ABOUT THIS TASK:
Look through the lines below, find those with the word "Backend", and copy them.

Saved data entries:
*** Begin section ***
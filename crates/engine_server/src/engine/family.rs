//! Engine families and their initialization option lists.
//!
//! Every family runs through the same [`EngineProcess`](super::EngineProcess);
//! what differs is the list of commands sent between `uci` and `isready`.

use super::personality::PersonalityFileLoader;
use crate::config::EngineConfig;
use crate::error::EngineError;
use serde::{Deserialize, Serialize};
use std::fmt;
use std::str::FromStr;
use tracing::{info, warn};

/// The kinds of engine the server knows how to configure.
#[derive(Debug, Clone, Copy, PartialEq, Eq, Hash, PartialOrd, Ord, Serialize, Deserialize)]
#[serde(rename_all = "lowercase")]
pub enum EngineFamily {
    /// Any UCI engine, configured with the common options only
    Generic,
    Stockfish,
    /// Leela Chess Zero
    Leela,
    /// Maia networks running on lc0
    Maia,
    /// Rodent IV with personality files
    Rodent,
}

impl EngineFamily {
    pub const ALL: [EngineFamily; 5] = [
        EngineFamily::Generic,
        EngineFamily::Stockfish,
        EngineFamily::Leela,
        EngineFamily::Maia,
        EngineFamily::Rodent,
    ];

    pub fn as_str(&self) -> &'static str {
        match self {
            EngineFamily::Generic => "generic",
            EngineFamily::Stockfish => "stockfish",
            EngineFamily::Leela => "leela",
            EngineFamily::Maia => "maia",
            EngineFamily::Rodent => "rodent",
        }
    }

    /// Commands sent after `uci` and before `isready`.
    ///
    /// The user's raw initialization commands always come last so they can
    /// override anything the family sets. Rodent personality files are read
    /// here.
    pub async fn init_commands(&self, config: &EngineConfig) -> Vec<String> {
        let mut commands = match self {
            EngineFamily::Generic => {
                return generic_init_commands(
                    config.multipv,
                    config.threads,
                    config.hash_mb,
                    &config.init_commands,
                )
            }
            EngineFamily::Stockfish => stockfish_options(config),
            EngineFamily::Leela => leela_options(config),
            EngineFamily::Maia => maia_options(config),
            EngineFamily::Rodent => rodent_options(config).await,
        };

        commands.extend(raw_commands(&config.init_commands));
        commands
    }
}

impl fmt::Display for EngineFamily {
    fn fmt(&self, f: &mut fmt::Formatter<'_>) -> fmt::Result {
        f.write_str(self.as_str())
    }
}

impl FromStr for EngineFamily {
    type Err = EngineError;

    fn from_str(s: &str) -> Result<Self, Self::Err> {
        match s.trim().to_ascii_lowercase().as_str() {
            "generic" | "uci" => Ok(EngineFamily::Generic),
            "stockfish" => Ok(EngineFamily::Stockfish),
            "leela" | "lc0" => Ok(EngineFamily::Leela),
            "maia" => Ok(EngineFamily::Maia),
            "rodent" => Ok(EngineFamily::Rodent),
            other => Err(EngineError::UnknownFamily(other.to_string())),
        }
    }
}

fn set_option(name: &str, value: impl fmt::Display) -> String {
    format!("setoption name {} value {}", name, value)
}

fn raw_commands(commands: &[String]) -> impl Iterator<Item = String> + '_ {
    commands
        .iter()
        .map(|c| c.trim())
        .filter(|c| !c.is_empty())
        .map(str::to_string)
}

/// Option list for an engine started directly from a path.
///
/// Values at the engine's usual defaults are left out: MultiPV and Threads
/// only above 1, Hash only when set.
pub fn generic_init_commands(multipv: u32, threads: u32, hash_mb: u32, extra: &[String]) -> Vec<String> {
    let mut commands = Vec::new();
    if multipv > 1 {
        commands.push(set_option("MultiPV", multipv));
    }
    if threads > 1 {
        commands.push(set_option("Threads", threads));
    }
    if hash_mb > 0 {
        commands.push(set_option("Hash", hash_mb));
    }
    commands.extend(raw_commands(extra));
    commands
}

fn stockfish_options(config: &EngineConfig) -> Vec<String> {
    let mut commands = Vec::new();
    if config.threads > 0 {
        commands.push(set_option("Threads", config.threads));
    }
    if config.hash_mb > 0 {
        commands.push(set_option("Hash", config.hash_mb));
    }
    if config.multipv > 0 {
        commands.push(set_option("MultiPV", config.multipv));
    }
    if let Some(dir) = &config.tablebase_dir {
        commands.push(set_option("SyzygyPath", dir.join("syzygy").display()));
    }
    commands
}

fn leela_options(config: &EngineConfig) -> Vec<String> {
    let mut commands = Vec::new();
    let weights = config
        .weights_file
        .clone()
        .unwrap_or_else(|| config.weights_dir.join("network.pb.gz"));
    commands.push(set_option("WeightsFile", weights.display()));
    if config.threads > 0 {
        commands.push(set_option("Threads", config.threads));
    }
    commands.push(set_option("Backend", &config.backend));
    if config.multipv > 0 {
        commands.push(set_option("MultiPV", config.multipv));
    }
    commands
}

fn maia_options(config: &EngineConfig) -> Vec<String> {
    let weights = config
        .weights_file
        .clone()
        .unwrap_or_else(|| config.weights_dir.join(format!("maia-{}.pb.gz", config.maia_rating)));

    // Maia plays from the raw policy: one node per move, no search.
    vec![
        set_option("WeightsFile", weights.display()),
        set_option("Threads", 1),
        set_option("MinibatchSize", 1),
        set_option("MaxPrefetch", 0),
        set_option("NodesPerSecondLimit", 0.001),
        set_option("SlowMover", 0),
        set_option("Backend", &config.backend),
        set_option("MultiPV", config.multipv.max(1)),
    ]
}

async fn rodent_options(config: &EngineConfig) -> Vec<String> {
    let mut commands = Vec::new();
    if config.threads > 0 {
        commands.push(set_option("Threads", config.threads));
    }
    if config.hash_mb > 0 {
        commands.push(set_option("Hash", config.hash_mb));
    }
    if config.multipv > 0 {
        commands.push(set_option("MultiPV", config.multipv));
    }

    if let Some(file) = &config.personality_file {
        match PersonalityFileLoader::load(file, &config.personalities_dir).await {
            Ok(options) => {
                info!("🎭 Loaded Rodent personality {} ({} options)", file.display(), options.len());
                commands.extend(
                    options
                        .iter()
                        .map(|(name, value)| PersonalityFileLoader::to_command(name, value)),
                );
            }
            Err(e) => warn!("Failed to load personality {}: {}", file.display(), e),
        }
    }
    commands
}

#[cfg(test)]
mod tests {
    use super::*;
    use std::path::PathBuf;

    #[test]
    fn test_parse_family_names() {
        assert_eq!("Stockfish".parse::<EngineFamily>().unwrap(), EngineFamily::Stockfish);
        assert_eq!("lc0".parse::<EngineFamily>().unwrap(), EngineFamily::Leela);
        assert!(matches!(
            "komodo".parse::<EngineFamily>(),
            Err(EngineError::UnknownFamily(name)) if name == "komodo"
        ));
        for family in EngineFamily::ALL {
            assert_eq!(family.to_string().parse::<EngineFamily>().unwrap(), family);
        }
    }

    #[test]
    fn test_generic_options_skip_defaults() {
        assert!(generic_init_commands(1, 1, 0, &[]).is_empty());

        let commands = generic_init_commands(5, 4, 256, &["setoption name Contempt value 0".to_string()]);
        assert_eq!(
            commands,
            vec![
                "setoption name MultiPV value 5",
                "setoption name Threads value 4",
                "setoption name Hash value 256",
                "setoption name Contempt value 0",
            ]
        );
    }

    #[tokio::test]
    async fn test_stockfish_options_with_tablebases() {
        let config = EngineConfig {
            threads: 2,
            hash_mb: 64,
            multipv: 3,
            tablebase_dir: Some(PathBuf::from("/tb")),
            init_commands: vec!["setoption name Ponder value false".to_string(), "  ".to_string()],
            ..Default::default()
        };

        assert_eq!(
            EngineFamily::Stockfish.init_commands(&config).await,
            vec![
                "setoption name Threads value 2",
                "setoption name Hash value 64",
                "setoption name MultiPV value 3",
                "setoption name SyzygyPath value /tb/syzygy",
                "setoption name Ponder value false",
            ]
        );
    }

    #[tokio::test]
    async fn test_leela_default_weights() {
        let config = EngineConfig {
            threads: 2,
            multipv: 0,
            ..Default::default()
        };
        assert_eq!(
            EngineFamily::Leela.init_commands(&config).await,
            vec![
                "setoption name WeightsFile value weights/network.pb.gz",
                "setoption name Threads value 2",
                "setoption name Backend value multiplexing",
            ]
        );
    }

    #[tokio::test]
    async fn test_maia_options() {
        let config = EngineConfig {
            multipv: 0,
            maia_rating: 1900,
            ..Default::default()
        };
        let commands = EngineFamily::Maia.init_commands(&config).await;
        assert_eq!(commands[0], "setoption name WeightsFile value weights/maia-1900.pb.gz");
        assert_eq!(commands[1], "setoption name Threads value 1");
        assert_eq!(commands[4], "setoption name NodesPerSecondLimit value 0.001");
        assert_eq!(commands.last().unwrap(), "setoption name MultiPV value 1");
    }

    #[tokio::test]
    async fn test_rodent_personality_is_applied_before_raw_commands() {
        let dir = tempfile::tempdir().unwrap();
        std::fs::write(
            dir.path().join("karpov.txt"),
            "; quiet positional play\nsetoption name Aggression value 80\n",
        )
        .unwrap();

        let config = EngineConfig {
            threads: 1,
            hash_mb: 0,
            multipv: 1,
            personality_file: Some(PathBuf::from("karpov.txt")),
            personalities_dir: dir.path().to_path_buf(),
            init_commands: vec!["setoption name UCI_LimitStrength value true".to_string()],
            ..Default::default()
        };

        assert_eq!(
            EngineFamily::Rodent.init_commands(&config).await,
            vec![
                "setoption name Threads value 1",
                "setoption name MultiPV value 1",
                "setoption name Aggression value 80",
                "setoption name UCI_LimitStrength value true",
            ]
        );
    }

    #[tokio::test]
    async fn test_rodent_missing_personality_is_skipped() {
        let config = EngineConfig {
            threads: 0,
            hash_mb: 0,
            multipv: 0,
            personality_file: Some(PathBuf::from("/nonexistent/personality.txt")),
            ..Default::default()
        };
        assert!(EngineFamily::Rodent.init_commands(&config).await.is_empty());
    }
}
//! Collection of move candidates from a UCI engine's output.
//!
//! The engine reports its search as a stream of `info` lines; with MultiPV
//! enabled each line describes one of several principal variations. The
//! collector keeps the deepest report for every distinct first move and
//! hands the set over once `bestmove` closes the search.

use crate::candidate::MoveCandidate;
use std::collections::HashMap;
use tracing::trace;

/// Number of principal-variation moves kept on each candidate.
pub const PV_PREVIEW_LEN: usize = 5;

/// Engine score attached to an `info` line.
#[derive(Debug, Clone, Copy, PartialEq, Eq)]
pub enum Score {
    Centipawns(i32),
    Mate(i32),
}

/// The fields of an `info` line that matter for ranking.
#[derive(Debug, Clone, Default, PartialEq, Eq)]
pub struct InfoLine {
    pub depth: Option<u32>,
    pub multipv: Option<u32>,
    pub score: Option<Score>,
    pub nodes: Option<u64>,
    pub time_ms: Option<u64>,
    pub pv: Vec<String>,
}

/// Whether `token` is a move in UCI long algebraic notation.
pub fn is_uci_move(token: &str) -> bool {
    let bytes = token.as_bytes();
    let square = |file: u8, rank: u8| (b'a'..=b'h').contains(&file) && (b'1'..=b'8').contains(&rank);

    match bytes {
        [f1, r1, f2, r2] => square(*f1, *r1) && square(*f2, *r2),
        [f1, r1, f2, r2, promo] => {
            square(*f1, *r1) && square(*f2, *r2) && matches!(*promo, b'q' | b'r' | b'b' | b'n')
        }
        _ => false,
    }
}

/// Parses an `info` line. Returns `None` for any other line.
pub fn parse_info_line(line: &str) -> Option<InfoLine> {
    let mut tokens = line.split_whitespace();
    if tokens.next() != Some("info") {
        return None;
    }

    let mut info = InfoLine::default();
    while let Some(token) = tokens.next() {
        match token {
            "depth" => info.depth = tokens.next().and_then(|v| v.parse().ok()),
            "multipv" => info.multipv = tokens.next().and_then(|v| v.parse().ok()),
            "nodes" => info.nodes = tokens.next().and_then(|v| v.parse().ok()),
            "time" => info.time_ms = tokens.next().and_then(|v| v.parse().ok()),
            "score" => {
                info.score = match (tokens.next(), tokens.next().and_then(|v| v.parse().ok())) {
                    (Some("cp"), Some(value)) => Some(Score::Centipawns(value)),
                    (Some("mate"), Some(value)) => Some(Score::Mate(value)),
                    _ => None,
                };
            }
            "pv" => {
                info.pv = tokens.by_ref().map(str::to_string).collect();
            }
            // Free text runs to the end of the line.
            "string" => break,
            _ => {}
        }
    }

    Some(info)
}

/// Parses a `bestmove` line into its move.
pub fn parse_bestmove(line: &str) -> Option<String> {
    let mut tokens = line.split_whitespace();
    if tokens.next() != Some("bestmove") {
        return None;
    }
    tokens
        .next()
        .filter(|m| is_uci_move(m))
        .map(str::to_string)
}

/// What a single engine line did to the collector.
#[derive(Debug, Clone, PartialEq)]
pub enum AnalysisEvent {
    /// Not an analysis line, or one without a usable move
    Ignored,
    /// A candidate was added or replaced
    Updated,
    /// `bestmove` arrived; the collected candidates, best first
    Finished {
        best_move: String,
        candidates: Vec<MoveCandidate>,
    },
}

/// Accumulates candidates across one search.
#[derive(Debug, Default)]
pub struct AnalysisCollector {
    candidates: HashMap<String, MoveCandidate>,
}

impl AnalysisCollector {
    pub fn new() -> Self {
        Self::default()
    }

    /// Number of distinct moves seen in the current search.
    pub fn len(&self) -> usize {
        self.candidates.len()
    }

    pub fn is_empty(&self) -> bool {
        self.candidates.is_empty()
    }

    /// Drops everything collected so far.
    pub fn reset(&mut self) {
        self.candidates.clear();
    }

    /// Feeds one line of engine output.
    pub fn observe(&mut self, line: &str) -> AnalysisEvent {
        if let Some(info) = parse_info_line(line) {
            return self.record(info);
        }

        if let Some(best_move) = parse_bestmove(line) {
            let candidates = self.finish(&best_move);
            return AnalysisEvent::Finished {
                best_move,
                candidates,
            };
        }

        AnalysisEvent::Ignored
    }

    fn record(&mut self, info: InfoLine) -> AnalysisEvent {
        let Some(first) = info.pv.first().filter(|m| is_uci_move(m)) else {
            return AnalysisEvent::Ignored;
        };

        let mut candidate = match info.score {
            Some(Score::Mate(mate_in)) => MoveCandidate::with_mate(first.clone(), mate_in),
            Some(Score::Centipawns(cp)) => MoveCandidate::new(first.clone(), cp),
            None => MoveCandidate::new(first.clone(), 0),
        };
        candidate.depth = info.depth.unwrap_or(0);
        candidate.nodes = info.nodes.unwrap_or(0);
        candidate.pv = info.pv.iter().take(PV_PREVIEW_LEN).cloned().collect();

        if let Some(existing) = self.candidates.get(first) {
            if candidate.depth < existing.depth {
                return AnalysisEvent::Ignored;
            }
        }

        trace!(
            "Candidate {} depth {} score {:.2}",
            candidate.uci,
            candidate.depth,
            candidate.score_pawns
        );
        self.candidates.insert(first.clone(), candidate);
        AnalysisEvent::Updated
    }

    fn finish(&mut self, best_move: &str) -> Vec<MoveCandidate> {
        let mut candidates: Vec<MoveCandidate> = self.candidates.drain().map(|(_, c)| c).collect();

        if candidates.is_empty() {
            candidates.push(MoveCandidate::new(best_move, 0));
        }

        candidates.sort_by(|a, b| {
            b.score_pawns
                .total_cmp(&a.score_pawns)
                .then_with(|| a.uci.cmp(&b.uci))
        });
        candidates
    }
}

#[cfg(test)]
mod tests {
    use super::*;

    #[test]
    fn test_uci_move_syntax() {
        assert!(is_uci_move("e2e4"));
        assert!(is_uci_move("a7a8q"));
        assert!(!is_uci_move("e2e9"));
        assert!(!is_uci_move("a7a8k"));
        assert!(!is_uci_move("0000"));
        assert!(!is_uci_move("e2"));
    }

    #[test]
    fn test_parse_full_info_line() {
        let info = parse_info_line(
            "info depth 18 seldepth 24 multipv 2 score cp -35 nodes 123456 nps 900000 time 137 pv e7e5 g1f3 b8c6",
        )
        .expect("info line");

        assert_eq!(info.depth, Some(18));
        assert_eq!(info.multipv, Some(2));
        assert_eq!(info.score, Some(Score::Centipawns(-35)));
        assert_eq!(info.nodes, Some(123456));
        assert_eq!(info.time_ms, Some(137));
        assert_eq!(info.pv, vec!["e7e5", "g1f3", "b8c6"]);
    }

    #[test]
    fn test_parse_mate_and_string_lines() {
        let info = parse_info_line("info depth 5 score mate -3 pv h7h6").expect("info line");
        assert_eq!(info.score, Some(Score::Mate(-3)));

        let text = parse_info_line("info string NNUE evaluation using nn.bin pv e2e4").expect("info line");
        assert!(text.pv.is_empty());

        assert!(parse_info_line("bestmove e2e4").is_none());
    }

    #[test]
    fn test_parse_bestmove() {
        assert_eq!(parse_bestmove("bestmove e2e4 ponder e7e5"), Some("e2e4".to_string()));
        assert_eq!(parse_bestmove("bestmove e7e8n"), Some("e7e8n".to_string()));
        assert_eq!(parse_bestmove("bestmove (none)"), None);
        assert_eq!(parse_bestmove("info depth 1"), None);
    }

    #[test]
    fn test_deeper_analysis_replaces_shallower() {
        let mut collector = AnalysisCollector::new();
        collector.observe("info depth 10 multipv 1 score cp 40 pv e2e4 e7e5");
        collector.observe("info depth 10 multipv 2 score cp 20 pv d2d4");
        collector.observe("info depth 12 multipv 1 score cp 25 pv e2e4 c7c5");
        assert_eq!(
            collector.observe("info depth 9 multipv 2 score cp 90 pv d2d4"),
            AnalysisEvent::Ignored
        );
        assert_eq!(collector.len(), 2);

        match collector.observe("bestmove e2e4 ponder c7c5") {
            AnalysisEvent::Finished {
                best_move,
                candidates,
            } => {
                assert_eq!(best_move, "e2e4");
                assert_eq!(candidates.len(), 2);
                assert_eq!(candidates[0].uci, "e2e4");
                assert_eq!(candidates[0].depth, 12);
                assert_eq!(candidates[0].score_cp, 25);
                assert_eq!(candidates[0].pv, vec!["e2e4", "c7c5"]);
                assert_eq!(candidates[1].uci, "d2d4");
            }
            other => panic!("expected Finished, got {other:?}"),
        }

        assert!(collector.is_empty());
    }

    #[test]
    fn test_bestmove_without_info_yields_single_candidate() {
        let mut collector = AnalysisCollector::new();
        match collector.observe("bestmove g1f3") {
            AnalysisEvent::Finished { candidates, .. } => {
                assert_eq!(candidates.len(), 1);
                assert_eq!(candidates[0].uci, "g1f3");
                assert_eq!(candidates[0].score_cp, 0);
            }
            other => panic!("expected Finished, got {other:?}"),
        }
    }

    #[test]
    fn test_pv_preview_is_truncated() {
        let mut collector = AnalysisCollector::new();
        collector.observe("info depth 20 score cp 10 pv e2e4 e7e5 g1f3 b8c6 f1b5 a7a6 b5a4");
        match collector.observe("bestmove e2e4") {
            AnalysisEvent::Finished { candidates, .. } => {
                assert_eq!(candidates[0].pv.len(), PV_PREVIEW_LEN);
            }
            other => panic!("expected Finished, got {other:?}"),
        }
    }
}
*** End section ***
EXERCISE ANSWER:
    commands.push(set_option("Backend", &config.backend));
        set_option("Backend", &config.backend),
                "setoption name Backend value multiplexing",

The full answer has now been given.